Going line by line through the listing below, count each line that includes the word "ProviderBuilder", and reply with the count only.

:: DATA FOR THIS TASK ::

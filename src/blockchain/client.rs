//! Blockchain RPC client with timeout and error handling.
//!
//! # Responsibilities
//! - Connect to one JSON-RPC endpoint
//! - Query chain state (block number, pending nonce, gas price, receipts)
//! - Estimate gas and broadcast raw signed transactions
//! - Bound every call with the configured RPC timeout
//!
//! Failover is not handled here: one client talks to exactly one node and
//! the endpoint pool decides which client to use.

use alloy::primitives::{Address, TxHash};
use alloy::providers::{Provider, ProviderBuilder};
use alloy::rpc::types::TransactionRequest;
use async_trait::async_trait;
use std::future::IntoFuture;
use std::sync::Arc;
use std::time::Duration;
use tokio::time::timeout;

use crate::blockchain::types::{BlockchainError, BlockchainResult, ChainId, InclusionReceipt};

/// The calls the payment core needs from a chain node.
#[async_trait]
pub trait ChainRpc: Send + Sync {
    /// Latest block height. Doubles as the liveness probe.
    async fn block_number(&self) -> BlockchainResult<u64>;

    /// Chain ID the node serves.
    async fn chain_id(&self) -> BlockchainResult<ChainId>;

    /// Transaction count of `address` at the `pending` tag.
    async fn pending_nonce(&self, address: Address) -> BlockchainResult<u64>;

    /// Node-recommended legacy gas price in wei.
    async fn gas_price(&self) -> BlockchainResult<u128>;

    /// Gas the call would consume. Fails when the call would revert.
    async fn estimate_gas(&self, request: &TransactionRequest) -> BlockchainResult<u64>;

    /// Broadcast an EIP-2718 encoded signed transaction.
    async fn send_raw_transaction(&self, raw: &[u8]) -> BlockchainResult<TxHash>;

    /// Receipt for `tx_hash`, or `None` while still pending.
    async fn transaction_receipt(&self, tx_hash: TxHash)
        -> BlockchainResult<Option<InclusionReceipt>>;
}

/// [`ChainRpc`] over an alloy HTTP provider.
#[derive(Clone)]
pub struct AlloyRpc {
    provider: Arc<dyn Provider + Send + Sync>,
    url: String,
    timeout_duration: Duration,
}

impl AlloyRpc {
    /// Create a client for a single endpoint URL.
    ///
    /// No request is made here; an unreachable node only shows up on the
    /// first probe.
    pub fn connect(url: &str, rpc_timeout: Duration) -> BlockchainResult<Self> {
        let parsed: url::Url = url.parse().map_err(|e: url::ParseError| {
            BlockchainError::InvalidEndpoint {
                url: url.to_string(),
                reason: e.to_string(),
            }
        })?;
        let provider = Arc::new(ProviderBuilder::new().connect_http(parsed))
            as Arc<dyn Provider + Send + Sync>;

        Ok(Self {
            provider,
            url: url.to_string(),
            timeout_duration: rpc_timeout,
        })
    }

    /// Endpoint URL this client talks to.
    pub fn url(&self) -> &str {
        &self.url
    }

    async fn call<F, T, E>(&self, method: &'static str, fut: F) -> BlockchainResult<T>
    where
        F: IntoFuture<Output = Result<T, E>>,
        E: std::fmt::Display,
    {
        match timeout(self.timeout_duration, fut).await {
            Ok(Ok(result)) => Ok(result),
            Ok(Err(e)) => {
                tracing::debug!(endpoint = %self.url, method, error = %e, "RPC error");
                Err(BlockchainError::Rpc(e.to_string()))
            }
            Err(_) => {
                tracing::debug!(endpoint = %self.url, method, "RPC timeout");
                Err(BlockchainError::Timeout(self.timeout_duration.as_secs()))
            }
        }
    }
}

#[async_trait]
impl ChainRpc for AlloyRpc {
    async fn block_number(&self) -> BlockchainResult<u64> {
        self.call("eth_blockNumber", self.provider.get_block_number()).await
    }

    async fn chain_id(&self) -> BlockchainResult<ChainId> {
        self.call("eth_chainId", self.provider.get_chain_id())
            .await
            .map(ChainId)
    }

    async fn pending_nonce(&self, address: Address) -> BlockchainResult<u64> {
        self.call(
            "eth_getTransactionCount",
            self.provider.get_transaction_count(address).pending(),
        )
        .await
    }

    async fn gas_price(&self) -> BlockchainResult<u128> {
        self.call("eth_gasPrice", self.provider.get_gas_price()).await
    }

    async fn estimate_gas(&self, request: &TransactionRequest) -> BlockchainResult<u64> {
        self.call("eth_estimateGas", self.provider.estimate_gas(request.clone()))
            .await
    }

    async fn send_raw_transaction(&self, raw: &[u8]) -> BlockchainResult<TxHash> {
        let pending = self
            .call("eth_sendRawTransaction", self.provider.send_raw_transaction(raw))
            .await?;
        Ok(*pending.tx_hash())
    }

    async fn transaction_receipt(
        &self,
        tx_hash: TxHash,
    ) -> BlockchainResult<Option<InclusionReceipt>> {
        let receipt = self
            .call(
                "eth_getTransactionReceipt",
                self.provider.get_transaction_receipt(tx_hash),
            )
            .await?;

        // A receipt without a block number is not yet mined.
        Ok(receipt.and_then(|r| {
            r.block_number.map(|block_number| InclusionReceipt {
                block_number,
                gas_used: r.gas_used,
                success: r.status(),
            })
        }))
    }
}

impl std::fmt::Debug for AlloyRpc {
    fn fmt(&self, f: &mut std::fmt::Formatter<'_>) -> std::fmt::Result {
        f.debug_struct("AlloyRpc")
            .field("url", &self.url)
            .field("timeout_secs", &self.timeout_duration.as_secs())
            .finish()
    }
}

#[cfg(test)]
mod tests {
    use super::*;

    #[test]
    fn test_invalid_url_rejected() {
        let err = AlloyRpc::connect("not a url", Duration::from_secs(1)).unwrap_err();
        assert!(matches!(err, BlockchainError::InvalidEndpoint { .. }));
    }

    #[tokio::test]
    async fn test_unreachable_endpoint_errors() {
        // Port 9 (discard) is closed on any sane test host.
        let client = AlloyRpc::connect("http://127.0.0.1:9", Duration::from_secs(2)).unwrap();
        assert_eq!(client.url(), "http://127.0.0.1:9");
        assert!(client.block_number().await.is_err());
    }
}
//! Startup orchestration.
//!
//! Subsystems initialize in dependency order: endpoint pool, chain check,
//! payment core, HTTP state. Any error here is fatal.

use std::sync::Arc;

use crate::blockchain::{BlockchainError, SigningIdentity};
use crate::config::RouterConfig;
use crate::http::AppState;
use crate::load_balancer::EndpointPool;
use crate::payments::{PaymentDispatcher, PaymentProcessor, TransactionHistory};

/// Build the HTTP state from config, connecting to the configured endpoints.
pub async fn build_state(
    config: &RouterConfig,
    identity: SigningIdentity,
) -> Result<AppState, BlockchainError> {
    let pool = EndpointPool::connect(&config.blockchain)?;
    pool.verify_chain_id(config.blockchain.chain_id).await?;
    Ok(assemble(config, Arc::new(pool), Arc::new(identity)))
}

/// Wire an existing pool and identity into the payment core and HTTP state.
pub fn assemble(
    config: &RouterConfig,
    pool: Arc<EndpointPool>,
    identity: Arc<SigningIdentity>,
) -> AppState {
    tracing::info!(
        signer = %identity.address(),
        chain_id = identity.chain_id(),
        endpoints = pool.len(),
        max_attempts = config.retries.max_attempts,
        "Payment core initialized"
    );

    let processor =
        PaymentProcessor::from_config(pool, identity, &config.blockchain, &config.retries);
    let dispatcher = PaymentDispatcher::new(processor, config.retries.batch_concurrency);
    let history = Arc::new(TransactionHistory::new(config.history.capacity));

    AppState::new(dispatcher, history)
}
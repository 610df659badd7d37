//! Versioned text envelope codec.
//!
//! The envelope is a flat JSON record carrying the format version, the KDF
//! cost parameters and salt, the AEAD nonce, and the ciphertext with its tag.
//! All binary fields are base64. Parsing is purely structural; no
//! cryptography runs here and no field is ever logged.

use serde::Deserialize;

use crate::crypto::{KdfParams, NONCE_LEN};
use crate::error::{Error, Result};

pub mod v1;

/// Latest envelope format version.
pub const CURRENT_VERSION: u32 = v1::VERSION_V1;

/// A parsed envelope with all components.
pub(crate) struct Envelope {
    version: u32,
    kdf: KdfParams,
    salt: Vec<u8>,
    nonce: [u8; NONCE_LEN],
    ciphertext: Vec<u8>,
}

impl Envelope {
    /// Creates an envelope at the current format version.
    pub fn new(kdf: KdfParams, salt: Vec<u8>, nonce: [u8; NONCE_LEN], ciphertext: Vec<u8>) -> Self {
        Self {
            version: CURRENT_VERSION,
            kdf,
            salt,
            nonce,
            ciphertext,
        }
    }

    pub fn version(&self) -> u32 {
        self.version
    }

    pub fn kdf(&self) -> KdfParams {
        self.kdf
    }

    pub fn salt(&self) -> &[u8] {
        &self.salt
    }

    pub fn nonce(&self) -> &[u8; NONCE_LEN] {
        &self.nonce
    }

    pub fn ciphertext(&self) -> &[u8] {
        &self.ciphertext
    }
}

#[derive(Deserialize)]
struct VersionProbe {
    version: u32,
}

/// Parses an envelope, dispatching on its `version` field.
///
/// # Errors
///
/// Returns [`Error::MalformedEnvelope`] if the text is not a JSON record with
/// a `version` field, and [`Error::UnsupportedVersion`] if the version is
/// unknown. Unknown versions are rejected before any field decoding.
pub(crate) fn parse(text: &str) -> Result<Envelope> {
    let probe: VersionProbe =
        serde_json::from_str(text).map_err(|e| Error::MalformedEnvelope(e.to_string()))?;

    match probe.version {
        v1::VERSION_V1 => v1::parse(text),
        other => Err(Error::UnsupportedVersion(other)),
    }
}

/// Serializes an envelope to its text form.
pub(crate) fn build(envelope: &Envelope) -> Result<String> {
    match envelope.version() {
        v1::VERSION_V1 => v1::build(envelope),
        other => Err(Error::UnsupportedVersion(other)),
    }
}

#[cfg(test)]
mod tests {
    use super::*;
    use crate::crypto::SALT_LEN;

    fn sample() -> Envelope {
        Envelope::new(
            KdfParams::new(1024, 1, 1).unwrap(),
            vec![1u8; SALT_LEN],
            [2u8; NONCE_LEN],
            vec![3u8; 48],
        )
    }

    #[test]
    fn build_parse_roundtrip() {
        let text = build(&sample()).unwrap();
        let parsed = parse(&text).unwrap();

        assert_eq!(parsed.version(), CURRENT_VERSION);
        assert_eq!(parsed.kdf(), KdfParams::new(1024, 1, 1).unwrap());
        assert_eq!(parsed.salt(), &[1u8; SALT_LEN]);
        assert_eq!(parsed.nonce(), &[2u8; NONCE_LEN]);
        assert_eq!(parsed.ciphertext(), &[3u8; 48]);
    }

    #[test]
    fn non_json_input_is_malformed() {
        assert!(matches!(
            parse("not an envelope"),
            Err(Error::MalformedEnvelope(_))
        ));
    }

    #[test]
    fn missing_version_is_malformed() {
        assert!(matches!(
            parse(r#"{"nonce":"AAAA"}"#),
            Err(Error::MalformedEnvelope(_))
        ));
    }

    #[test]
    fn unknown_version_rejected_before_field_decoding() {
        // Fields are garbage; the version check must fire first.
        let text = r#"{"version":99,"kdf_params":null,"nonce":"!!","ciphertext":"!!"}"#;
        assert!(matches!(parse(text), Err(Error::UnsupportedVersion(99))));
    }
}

:::
:: DATA FOR THIS TASK ::

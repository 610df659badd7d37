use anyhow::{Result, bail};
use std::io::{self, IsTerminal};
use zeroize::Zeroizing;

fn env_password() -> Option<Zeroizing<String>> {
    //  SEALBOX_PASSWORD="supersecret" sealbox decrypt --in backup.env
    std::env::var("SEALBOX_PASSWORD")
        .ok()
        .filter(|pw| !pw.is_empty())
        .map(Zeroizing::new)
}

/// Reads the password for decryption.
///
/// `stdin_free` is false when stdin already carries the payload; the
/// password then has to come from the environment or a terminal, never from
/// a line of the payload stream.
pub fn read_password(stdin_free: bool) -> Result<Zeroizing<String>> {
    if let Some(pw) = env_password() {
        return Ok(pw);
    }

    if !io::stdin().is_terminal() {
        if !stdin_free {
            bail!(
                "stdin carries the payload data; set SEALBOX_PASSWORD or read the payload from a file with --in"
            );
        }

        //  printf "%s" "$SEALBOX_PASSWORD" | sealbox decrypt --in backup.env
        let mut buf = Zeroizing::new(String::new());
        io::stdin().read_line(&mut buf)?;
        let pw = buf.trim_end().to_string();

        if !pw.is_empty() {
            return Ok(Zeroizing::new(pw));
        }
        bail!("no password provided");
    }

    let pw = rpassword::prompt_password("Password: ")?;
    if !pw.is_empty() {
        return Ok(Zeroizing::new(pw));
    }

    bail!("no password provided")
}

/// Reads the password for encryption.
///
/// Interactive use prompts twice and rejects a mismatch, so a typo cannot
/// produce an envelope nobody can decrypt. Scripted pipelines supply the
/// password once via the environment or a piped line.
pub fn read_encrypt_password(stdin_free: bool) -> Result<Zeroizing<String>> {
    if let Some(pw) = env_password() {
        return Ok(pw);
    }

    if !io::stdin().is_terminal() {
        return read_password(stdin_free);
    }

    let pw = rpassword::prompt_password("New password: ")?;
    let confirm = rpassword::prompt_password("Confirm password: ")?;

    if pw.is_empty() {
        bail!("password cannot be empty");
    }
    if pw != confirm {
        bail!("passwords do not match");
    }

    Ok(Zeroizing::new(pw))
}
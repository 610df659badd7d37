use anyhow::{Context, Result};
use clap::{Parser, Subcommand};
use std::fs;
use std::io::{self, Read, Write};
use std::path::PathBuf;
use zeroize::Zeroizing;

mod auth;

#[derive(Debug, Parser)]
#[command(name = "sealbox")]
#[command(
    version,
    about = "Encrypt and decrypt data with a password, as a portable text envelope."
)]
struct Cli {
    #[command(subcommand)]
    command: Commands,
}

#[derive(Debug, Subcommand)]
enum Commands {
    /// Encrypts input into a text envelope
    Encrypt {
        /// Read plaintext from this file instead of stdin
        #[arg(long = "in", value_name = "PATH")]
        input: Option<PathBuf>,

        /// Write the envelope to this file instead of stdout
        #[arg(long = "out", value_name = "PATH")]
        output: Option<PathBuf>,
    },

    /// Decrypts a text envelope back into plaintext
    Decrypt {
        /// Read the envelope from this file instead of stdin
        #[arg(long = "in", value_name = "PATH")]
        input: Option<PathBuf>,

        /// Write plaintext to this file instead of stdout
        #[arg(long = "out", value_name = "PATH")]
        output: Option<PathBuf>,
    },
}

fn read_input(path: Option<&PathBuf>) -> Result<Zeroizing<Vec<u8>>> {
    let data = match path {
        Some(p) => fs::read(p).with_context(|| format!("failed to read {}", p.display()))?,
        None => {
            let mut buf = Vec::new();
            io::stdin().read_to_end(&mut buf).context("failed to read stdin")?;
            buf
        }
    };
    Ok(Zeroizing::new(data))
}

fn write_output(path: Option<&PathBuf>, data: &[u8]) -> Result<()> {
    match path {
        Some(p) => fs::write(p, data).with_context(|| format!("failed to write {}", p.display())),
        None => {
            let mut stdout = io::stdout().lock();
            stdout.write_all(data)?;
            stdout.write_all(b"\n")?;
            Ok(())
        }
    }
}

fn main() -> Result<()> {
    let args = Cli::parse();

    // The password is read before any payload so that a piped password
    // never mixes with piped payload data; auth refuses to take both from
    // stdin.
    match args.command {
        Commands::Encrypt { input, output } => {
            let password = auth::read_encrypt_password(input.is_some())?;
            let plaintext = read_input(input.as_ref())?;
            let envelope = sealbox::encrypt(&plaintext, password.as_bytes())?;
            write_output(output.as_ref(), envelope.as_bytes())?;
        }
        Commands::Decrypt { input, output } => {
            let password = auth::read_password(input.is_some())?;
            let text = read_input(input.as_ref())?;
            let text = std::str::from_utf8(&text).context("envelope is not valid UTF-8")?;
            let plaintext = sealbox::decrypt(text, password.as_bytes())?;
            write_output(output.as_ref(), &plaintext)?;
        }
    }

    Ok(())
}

:::

#### ANSWER SPACE:
2